L’Ouganda figurait parmi les sept premiers pays africains avec la plus forte pénétration d’Internet au troisième trimestre 2020, selon la Commission ougandaise des communications.

Bien que les émissions de potins ne soient pas illégales, les maisons de médias doivent se conformer à un “Code de pratique pour la radiodiffusion” de la Commission ougandaise des communications. Il exige des médias qu’ils « fassent preuve d’une attention et d’une considération exceptionnelles dans les affaires impliquant la vie privée et les préoccupations privées des individus », bien qu’une intrusion puisse être justifiée par l’intérêt public. Les maisons de presse sont également tenues d’éviter de diffuser des contenus offensants pour le public ou de diffuser des programmes qui dépeignent la violence ou un comportement sexuellement explicite lorsque des enfants pourraient les regarder, pour n’en citer que quelques-uns.

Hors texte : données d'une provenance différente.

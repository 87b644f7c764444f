///
/// Error types for the strand primitives.
///
/// Primitives report transient outcomes (timeouts, failed try-locks) through
/// boolean returns. `SyncError` covers the remaining cases: native resource
/// failures that carry a reason, capability gaps between platforms, and
/// configuration loading.
///

use std::path::PathBuf;
use thiserror::Error;

#[derive(Debug, Error)]
pub enum SyncError {
    #[error("Failed to spawn native thread: {0}")]
    Spawn(#[source] std::io::Error),

    #[error("Thread '{name}' failed to initialize")]
    InitFailed { name: String },

    #[error("Thread has not been started")]
    NotStarted,

    #[error("'{operation}' is not supported on this platform")]
    Unsupported { operation: &'static str },

    #[error("Main thread already declared as thread {id}")]
    MainThreadAlreadyDeclared { id: u64 },

    #[error("Native call '{call}' failed with code {code}")]
    Native { call: &'static str, code: i32 },

    #[error("Invalid config at {path}: {reason}")]
    Config { path: PathBuf, reason: String },

    #[error("{0}")]
    Io(#[from] std::io::Error),

    #[error("TOML parse error: {0}")]
    Toml(#[from] toml::de::Error),
}

pub type Result<T> = std::result::Result<T, SyncError>;

#[cfg(test)]
mod tests {
    use super::*;

    #[test]
    fn test_error_display_messages() {
        let err = SyncError::InitFailed {
            name: "loader".to_string(),
        };
        assert!(err.to_string().contains("loader"));
        assert!(err.to_string().contains("failed to initialize"));

        let err = SyncError::Unsupported { operation: "suspend" };
        assert!(err.to_string().contains("suspend"));
        assert!(err.to_string().contains("not supported"));

        let err = SyncError::MainThreadAlreadyDeclared { id: 42 };
        assert!(err.to_string().contains("42"));

        let err = SyncError::Native {
            call: "pthread_cancel",
            code: 3,
        };
        assert!(err.to_string().contains("pthread_cancel"));
        assert!(err.to_string().contains('3'));

        let err = SyncError::Config {
            path: PathBuf::from("/tmp/strand.toml"),
            reason: "spin_limit must be positive".to_string(),
        };
        assert!(err.to_string().contains("/tmp/strand.toml"));
        assert!(err.to_string().contains("spin_limit"));
    }

    #[test]
    fn test_spawn_error_keeps_source() {
        use std::error::Error as _;

        let io = std::io::Error::new(std::io::ErrorKind::OutOfMemory, "no stack");
        let err = SyncError::Spawn(io);
        assert!(err.source().is_some());
        assert!(err.to_string().contains("no stack"));
    }
}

En fait, en octobre 2021, la commission a commencé à réprimer certaines de ces émissions. Elle a convoqué 12 chaînes de télévision à la suite de plaintes du public, explique Rebecca Mukite, responsable des relations publiques et internationales de la commission.

“La commission a ordonné aux médias de veiller à ce que ce contenu soit diffusé après 22 heures. Cependant, cela ne nie pas le fait que ce contenu est censé se conformer à toutes les autres lois et réglementations”, a déclaré Mukite.

Alex Bongole, producteur de “Live Wire” sur SparkTV de Nation Media Group, et objet de plaintes, voit les choses différemment. Il dit que les producteurs et les présentateurs de telles émissions ne sont pas pris au sérieux en tant que journalistes. “Nous sommes sous-évalués. Nos patrons ne nous comprennent pas. Les actualités du divertissement sont des actualités comme les autres”, dit-il.

Mais Martin Ssempa, pasteur à l’église communautaire de l’université de Makerere, qui a déjà été invité en tant qu’invité à l’un des spectacles, n’y voit aucune valeur. Il dit qu’il a été invité à parler mais qu’il a plutôt été humilié. “Ils m’ont dit que je suis un comédien, que je suis un raté en tant que pasteur dans une université où il y a encore beaucoup de scandales liés au VIH et au sexe”, dit-il.

Ssempa dit avoir signalé l’émission à l’autorité des communications du pays, invoquant l’indécence et la violation des normes de diffusion.

Olivia Nakigudde, une femme au foyer, regrette l’époque où les émissions de télévision ougandaises étaient informatives. “Il n’y avait que des programmes éducatifs sur l’agriculture, les affaires, la politique”, dit-elle. Certaines de ces émissions sont encore diffusées. Mais les jeunes sont accros aux émissions de potins, ajoute-t-elle.

“Je plains la prochaine génération. Si nous ne faisons rien en tant que pays, nous devrons en payer le prix », déclare Nakigudde.

Mais Kahyana dit que parfois les commérages sont utiles. “Étrangement, les émissions de potins peuvent avoir des informations plus intéressantes sur ce qui se passe que ce que vous obtenez dans les nouvelles.”